In the crowded Afghan refugee camps outside Peshawar on the northwest frontier of Pakistan, two young cousins, Enayat and Jamal, set out overland for London. No ID documents, a little money, a little English, at the mercy of people smugglers, they make their way through Iran (and are sent back to Pakistan), back through Iran, over the Turkish mountains to Istanbul, locked in a container on a boat to Trieste...

Asylum seekers. Controversies rage in Britain and other European countries. The closure of the temporary camp at Sangatte on the Channel coast where so many refugees jumped trains and trucks to attempt a concealed journey to England led to an influx into England. These are social and political topics that led to heated arguments prior to the war
on Iraq. In the aftermath of the war, thousands of displaced people will be on the move again. Catholic papers have constantly alerted readers to the plight of the Iraquis and other refugees. What should be done?

British director, Michael Winterbottom, offers one answer: put a face on these anonymous refugees, show their story so that the argument will not just be about statistics or unspecified fears.

When In This World won the Ecumenical Prize at this year's Berlin Film Festival from a jury consisting of three Catholics representing SIGNIS, the World Catholic Association for Communication, and three members representing Interfilm, the Protestant Organisation for Film Festival juries, commentators were pleased that the Churches had acknowledged the
global problems of millions of people on the move. The next day, the press was very surprised that this small-budget film running under 90 minutes won the main award, the Golden Bear.

While we see news items about the refugees, and they are frequently alarmist in tone, few of us know many of them or even any of them. Winterbottom has taken a small digital video camera and re-created the harsh journey from Peshawar to London and invites us to accompany him. We get to know the two cousins, especially Jamal and share with them the
uncertainties of the journey. None of us would like to spend our lives and see our future in the camp in Peshawar, dusty, crowded, limited access to water. We would try to get out.

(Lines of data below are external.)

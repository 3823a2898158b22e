use ferrex_model::{unix_now, Credential};

use crate::error::{Result, StorageError};
use crate::store::CatalogStore;

impl CatalogStore {
    /// Stores a newly registered WebAuthn credential (opaque public key
    /// blob; ceremony cryptography itself is out of scope here, §1).
    #[allow(clippy::too_many_arguments)]
    pub async fn add_credential(
        &self,
        credential_id: &str,
        user_id: i64,
        public_key: &[u8],
        attestation_type: &str,
        aaguid: &str,
        name: &str,
        transports: &[String],
    ) -> Result<Credential> {
        let now = unix_now();
        let transports_joined = transports.join(",");
        self.timed("credentials.add", || {
            sqlx::query(
                "INSERT INTO credentials
                    (credential_id, user_id, public_key, attestation_type, aaguid,
                     sign_count, name, transports, created_at, last_used_at)
                 VALUES (?, ?, ?, ?, ?, 0, ?, ?, ?, NULL)",
            )
            .bind(credential_id)
            .bind(user_id)
            .bind(public_key)
            .bind(attestation_type)
            .bind(aaguid)
            .bind(name)
            .bind(&transports_joined)
            .bind(now)
            .execute(&self.pool)
        })
        .await?;

        Ok(Credential {
            credential_id: credential_id.to_string(),
            public_key: public_key.to_vec(),
            attestation_type: attestation_type.to_string(),
            aaguid: aaguid.to_string(),
            sign_count: 0,
            name: name.to_string(),
            transports: transports.to_vec(),
            created_at: now,
            last_used_at: None,
        })
    }

    pub async fn get_credential(&self, credential_id: &str) -> Result<Credential> {
        use sqlx::Row;
        let row = self
            .timed("credentials.get", || {
                sqlx::query(
                    "SELECT credential_id, public_key, attestation_type, aaguid, sign_count,
                            name, transports, created_at, last_used_at
                     FROM credentials WHERE credential_id = ?",
                )
                .bind(credential_id)
                .fetch_optional(&self.pool)
            })
            .await?
            .ok_or_else(|| StorageError::NotFound("credential not found".to_string()))?;
        row_to_credential(row)
    }

    pub async fn list_credentials_for_user(&self, user_id: i64) -> Result<Vec<Credential>> {
        use sqlx::Row;
        let rows = self
            .timed("credentials.list_for_user", || {
                sqlx::query(
                    "SELECT credential_id, public_key, attestation_type, aaguid, sign_count,
                            name, transports, created_at, last_used_at
                     FROM credentials WHERE user_id = ? ORDER BY created_at ASC",
                )
                .bind(user_id)
                .fetch_all(&self.pool)
            })
            .await?;
        rows.into_iter().map(row_to_credential).collect()
    }

    pub async fn rename_credential(&self, credential_id: &str, name: &str) -> Result<()> {
        let result = self
            .timed("credentials.rename", || {
                sqlx::query("UPDATE credentials SET name = ? WHERE credential_id = ?")
                    .bind(name)
                    .bind(credential_id)
                    .execute(&self.pool)
            })
            .await?;
        if result.rows_affected() == 0 {
            return Err(StorageError::NotFound("credential not found".to_string()));
        }
        Ok(())
    }

    pub async fn delete_credential(&self, credential_id: &str) -> Result<()> {
        self.timed("credentials.delete", || {
            sqlx::query("DELETE FROM credentials WHERE credential_id = ?")
                .bind(credential_id)
                .execute(&self.pool)
        })
        .await?;
        Ok(())
    }

    /// Updates the authenticator sign counter and last-used timestamp
    /// after a successful assertion.
    pub async fn update_sign_count(&self, credential_id: &str, sign_count: i64) -> Result<()> {
        let result = self
            .timed("credentials.update_sign_count", || {
                sqlx::query(
                    "UPDATE credentials SET sign_count = ?, last_used_at = ? WHERE credential_id = ?",
                )
                .bind(sign_count)
                .bind(unix_now())
                .bind(credential_id)
                .execute(&self.pool)
            })
            .await?;
        if result.rows_affected() == 0 {
            return Err(StorageError::NotFound("credential not found".to_string()));
        }
        Ok(())
    }
}

fn row_to_credential(row: sqlx::sqlite::SqliteRow) -> Result<Credential> {
    use sqlx::Row;
    Ok(Credential {
        credential_id: row.try_get("credential_id")?,
        public_key: row.try_get("public_key")?,
        attestation_type: row.try_get("attestation_type")?,
        aaguid: row.try_get("aaguid")?,
        sign_count: row.try_get("sign_count")?,
        name: row.try_get("name")?,
        transports: row
            .try_get::<String, _>("transports")?
            .split(',')
            .filter(|s| !s.is_empty())
            .map(str::to_string)
            .collect(),
        created_at: row.try_get("created_at")?,
        last_used_at: row.try_get("last_used_at")?,
    })
}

During the journey, which has more comforts these days like bus travel and phone calls, we experience the two boys limited language skills, their having to trust so many people who might swindle them, the interrogations by police. As they get closer to their goal, they are trapped in the container ship and, like the 58 Chinese who suffocated in the back of a truck two years ago, not everyone survives.

Afghans have been refugees in Pakistan since the Russian invasion over twenty years ago. Others fled the Taliban. Others fled the bombings of 2001. There are more than three million Afghan refugees in Iran alone. When the bombs stop falling, how will the people live, where can they go? And, without explicitly asking its audience, this is what this film challenges us to ponder.